This page provides a variety of supplemental information, from a glossary of acronyms and terms used throughout this site, to a Frequently Asked Questions section, as well as links to many other websites and resources we have used to develop this stormwater utility website.
This page will be updated periodically to add new information as it is developed or discovered. Please feel free to use the Contact Us link on the Home Page to inform us of material that is not mentioned here that has assisted you with the understanding, establishment or implementation of a stormwater utility. However, please note that the inclusion of links on this webpage to organizations outside this Department are for informational purposes and does not indicate the Department’s endorsement of the material on that website.
Also, as noted often throughout these SWU webpages, the Department has developed a free mapping and inventory tool for users to create an inventory and map of their stormwater facilities. Information regarding logging inspections, routine maintenance, needed upgrades, and repairs can also be developed from the inventory.
Glossary and Acronyms
All words and terms used throughout this website shall have meanings as defined in the "Regulations Concerning the New Jersey Pollutant Discharge Elimination System" (N.J.A.C. 7:14A), unless otherwise stated or unless the context clearly requires a different meaning.
Act– means the “Clean Stormwater and Flood Reduction Act” which is the act that allows for the formation of stormwater utilities in New Jersey.

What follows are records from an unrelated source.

use std::collections::HashMap;
use std::path::Path;

use smugdrive_core::{DriveClient, DriveError, file_query, folder_query};
use thiserror::Error;

use super::transfer::{TransferClient, TransferError};

const LOOKUP_PAGE_SIZE: u32 = 10;

#[derive(Debug, Error)]
pub enum StoreError {
    #[error("destination api error: {0}")]
    Api(#[from] DriveError),
    #[error("upload failed: {0}")]
    Upload(#[from] TransferError),
}

impl StoreError {
    pub fn is_auth(&self) -> bool {
        match self {
            StoreError::Api(err) => err.is_auth(),
            StoreError::Upload(err) => err.is_auth(),
        }
    }
}

/// Folder ids resolved during one run, keyed by `(parent id, name)`.
/// `None` as parent stands for the top level of the drive.
#[derive(Debug, Default)]
pub struct FolderCache {
    entries: HashMap<(Option<String>, String), String>,
}

impl FolderCache {
    pub fn get(&self, parent: Option<&str>, name: &str) -> Option<&str> {
        self.entries
            .get(&(parent.map(str::to_string), name.to_string()))
            .map(String::as_str)
    }

    fn insert(&mut self, parent: Option<&str>, name: &str, id: &str) {
        self.entries.insert(
            (parent.map(str::to_string), name.to_string()),
            id.to_string(),
        );
    }

    pub fn len(&self) -> usize {
        self.entries.len()
    }

    pub fn is_empty(&self) -> bool {
        self.entries.is_empty()
    }
}

/// Folder/file view of the destination drive.
pub struct DestinationStore {
    client: DriveClient,
    transfer: TransferClient,
    folders: FolderCache,
}

impl DestinationStore {
    pub fn new(client: DriveClient, transfer: TransferClient) -> Self {
        Self {
            client,
            transfer,
            folders: FolderCache::default(),
        }
    }

    pub fn folder_cache(&self) -> &FolderCache {
        &self.folders
    }

    /// Returns the id of the folder `name` under `parent`, creating it only
    /// when no folder with exactly that name exists there yet.
    pub async fn ensure_folder(
        &mut self,
        name: &str,
        parent: Option<&str>,
    ) -> Result<String, StoreError> {
        if let Some(id) = self.folders.get(parent, name) {
            return Ok(id.to_string());
        }

        let id = match self.find_folder(name, parent).await? {
            Some(id) => {
                tracing::debug!(name, parent, id = %id, "reusing destination folder");
                id
            }
            None => {
                let created = self.client.create_folder(name, parent).await?;
                tracing::info!(name, parent, id = %created.id, "created destination folder");
                created.id
            }
        };
        self.folders.insert(parent, name, &id);
        Ok(id)
    }

    /// Walks `segments` below `root`, ensuring each level, and returns the
    /// id of the deepest folder.
    pub async fn ensure_path(
        &mut self,
        root: &str,
        segments: &[String],
    ) -> Result<String, StoreError> {
        let mut current = root.to_string();
        for segment in segments {
            current = self.ensure_folder(segment, Some(&current)).await?;
        }
        Ok(current)
    }

    pub async fn file_exists(&self, name: &str, parent: &str) -> Result<bool, StoreError> {
        let files = self
            .client
            .find_files(&file_query(name, parent), LOOKUP_PAGE_SIZE)
            .await?;
        Ok(files.iter().any(|file| file.name == name && !file.is_folder()))
    }

    /// Uploads the staged file at `local` as `name` under `parent`.
    pub async fn write_file(
        &self,
        local: &Path,
        name: &str,
        parent: &str,
    ) -> Result<String, StoreError> {
        let content_type = content_type_for(name);
        let session = self.client.start_upload(name, parent, content_type).await?;
        let id = self
            .transfer
            .upload_from_path(&session, local, content_type)
            .await?;
        Ok(id)
    }

    async fn find_folder(
        &self,
        name: &str,
        parent: Option<&str>,
    ) -> Result<Option<String>, StoreError> {
        let files = self
            .client
            .find_files(&folder_query(name, parent), LOOKUP_PAGE_SIZE)
            .await?;
        // The backend may match names case-insensitively; only an exact
        // name counts as the same folder.
        Ok(files
            .into_iter()
            .find(|file| file.name == name && file.is_folder())
            .map(|file| file.id))
    }
}

/// Media type for an upload, from the filename extension.
pub fn content_type_for(filename: &str) -> &'static str {
    let ext = Path::new(filename)
        .extension()
        .map(|ext| ext.to_string_lossy().to_ascii_lowercase())
        .unwrap_or_default();
    match ext.as_str() {
        "jpg" | "jpeg" | "jpe" => "image/jpeg",
        "png" => "image/png",
        "gif" => "image/gif",
        "webp" => "image/webp",
        "heic" => "image/heic",
        "heif" => "image/heif",
        "tif" | "tiff" => "image/tiff",
        "bmp" => "image/bmp",
        "dng" => "image/x-adobe-dng",
        "mp4" | "m4v" => "video/mp4",
        "mov" => "video/quicktime",
        "avi" => "video/x-msvideo",
        "mts" | "m2ts" => "video/mp2t",
        "3gp" => "video/3gpp",
        "wmv" => "video/x-ms-wmv",
        "mpg" | "mpeg" => "video/mpeg",
        _ => "application/octet-stream",
    }
}

#[cfg(test)]
mod tests {
    use super::*;
    use serde_json::json;
    use smugdrive_core::FOLDER_MIME_TYPE;
    use tempfile::tempdir;
    use wiremock::matchers::{body_bytes, body_json, method, path, query_param};
    use wiremock::{Mock, MockServer, ResponseTemplate};

    fn make_store(server: &MockServer) -> DestinationStore {
        let client = DriveClient::with_base_url(&server.uri(), "drive-token").unwrap();
        DestinationStore::new(client, TransferClient::new())
    }

    #[tokio::test]
    async fn ensure_folder_reuses_existing_and_caches() {
        let server = MockServer::start().await;
        Mock::given(method("GET"))
            .and(path("/drive/v3/files"))
            .and(query_param("q", folder_query("Family", Some("root")).as_str()))
            .respond_with(ResponseTemplate::new(200).set_body_json(json!({
                "files": [{ "id": "fam-1", "name": "Family", "mimeType": FOLDER_MIME_TYPE }]
            })))
            .expect(1)
            .mount(&server)
            .await;
        Mock::given(method("POST"))
            .and(path("/drive/v3/files"))
            .respond_with(ResponseTemplate::new(200).set_body_json(json!({ "id": "nope" })))
            .expect(0)
            .mount(&server)
            .await;

        let mut store = make_store(&server);
        assert_eq!(store.ensure_folder("Family", Some("root")).await.unwrap(), "fam-1");
        assert_eq!(store.ensure_folder("Family", Some("root")).await.unwrap(), "fam-1");
        assert_eq!(store.folder_cache().len(), 1);
    }

    #[tokio::test]
    async fn ensure_folder_creates_when_missing() {
        let server = MockServer::start().await;
        Mock::given(method("GET"))
            .and(path("/drive/v3/files"))
            .respond_with(ResponseTemplate::new(200).set_body_json(json!({ "files": [] })))
            .expect(1)
            .mount(&server)
            .await;
        Mock::given(method("POST"))
            .and(path("/drive/v3/files"))
            .and(body_json(json!({
                "name": "SmugMug Migration",
                "mimeType": FOLDER_MIME_TYPE
            })))
            .respond_with(ResponseTemplate::new(200).set_body_json(json!({ "id": "root-1" })))
            .expect(1)
            .mount(&server)
            .await;

        let mut store = make_store(&server);
        assert_eq!(
            store.ensure_folder("SmugMug Migration", None).await.unwrap(),
            "root-1"
        );
        assert_eq!(store.folder_cache().get(None, "SmugMug Migration"), Some("root-1"));
    }

    #[tokio::test]
    async fn differently_cased_match_is_not_reused() {
        let server = MockServer::start().await;
        Mock::given(method("GET"))
            .and(path("/drive/v3/files"))
            .respond_with(ResponseTemplate::new(200).set_body_json(json!({
                "files": [{ "id": "lower", "name": "family", "mimeType": FOLDER_MIME_TYPE }]
            })))
            .mount(&server)
            .await;
        Mock::given(method("POST"))
            .and(path("/drive/v3/files"))
            .respond_with(ResponseTemplate::new(200).set_body_json(json!({ "id": "upper" })))
            .expect(1)
            .mount(&server)
            .await;

        let mut store = make_store(&server);
        assert_eq!(store.ensure_folder("Family", Some("root")).await.unwrap(), "upper");
    }

    #[tokio::test]
    async fn ensure_path_walks_each_segment() {
        let server = MockServer::start().await;
        for (name, parent, id) in [("A", "root", "a"), ("B", "a", "b")] {
            Mock::given(method("GET"))
                .and(path("/drive/v3/files"))
                .and(query_param("q", folder_query(name, Some(parent)).as_str()))
                .respond_with(ResponseTemplate::new(200).set_body_json(json!({
                    "files": [{ "id": id, "name": name, "mimeType": FOLDER_MIME_TYPE }]
                })))
                .expect(1)
                .mount(&server)
                .await;
        }

        let mut store = make_store(&server);
        let segments = vec!["A".to_string(), "B".to_string()];
        assert_eq!(store.ensure_path("root", &segments).await.unwrap(), "b");
        assert_eq!(store.ensure_path("root", &segments).await.unwrap(), "b");
    }

    #[tokio::test]
    async fn file_exists_requires_exact_name() {
        let server = MockServer::start().await;
        Mock::given(method("GET"))
            .and(path("/drive/v3/files"))
            .and(query_param("q", file_query("a.jpg", "f-1").as_str()))
            .respond_with(ResponseTemplate::new(200).set_body_json(json!({
                "files": [{ "id": "x", "name": "a.jpg", "mimeType": "image/jpeg" }]
            })))
            .mount(&server)
            .await;
        Mock::given(method("GET"))
            .and(path("/drive/v3/files"))
            .and(query_param("q", file_query("B.jpg", "f-1").as_str()))
            .respond_with(ResponseTemplate::new(200).set_body_json(json!({
                "files": [{ "id": "y", "name": "b.jpg", "mimeType": "image/jpeg" }]
            })))
            .mount(&server)
            .await;

        let store = make_store(&server);
        assert!(store.file_exists("a.jpg", "f-1").await.unwrap());
        assert!(!store.file_exists("B.jpg", "f-1").await.unwrap());
    }

    #[tokio::test]
    async fn write_file_opens_session_and_uploads() {
        let server = MockServer::start().await;
        let session = format!("{}/upload/session/7", server.uri());
        Mock::given(method("POST"))
            .and(path("/upload/drive/v3/files"))
            .and(body_json(json!({ "name": "clip.MOV", "parents": ["f-1"] })))
            .respond_with(ResponseTemplate::new(200).insert_header("Location", session.as_str()))
            .expect(1)
            .mount(&server)
            .await;
        Mock::given(method("PUT"))
            .and(path("/upload/session/7"))
            .and(body_bytes(b"movie"))
            .respond_with(ResponseTemplate::new(200).set_body_json(json!({ "id": "file-1" })))
            .expect(1)
            .mount(&server)
            .await;

        let dir = tempdir().unwrap();
        let local = dir.path().join("staged");
        std::fs::write(&local, b"movie").unwrap();

        let store = make_store(&server);
        let id = store.write_file(&local, "clip.MOV", "f-1").await.unwrap();
        assert_eq!(id, "file-1");
    }

    #[test]
    fn content_type_follows_extension() {
        assert_eq!(content_type_for("IMG_1.JPG"), "image/jpeg");
        assert_eq!(content_type_for("clip.mov"), "video/quicktime");
        assert_eq!(content_type_for("scan.tiff"), "image/tiff");
        assert_eq!(content_type_for("notes"), "application/octet-stream");
        assert_eq!(content_type_for("archive.xyz"), "application/octet-stream");
    }
}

BRE – Business Risk Exposure, which is a method of calculating (scoring) the nature and level of exposure that a utility is likely to confront through a potential failure of a specified asset
BMP– Best Management Practices, or measures that are designed to achieve the permittee’s requirement to reduce the discharge of pollutants from the permittee’s property, i.e. the municipality’s MS4, municipal maintenance yards and other ancillary operations, to protect water quality, and to satisfy the applicable water quality requirements of the Clean Water Act.
BMP Manual– the New Jersey Stormwater Best Management Practice Manual. This manual provides guidance to address the standards in the Stormwater Management Rules at N.J.A.C. 7:8. A link to this manual can be found at https://www.njstormwater.org/bmp_manual2.htm
CSO – "Combined Sewer Overflow", or the excess flow from the combined sewer system which is not conveyed to the domestic treatment works for treatment, but transmitted by pipe or other channel directly to waters of the State. For more information on the CSOs in New Jersey, please see – https://www.nj.gov/dep/dwq/cso.htm
CWA – the Clean Water Act also known as the Federal Act or Federal Clean Water Act (33 U.S.C. et seq.) including all subsequent supplements and amendments.– Clean Water Act
DCA – the New Jersey Department of Community Affairs – https://www.nj.gov/dca/
EPA – the United States Environmental Protection Agency – https://www.epa.gov/
GI – Green Infrastructure, which is a stormwater management measure that manages stormwater close to its source by treating stormwater runoff through infiltration into subsoil, treating stormwater runoff through filtration by vegetation or soil, or storing stormwater runoff for reuse.
This is the definition from the Stormwater Management Rules at N.J.A.C. 7:8. Please see this link at https://www.nj.gov/dep/rules/rules/njac7_8.pdf. These regulations were recently amended with a one year delayed operative date, with those amendments becoming effective on March 2, 2021.
GIS – Geographic Information Systems
LOS – Level of Service, which is the specified goals of the stormwater utility, with consideration for the role and function of utility infrastructure assets and how they are expected to perform.
LTCP – means Long Term Control Plan, which is a required submission to the state by CSO permittees that identifies chosen alternatives and the implementation plan to reducing CSO discharges. These LTCPS are based on system wide evaluations of the sewer infrastructure and includes the relationship between the sewer capacity, precipitation, treatment capacity, and overflow. For more information on long term control plans, please see – https://www.nj.gov/dep/dwq/cso.htm
MSWMP – Municipal Stormwater Management Plan. See a sample MSWMP at https://www.njstormwater.org/bmp_manual/NJ_SWBMP_C.pdf
MS4 – Municipal Separate Storm Sewer System (https://www.nj.gov/dep/dwq/msrp_home.htm)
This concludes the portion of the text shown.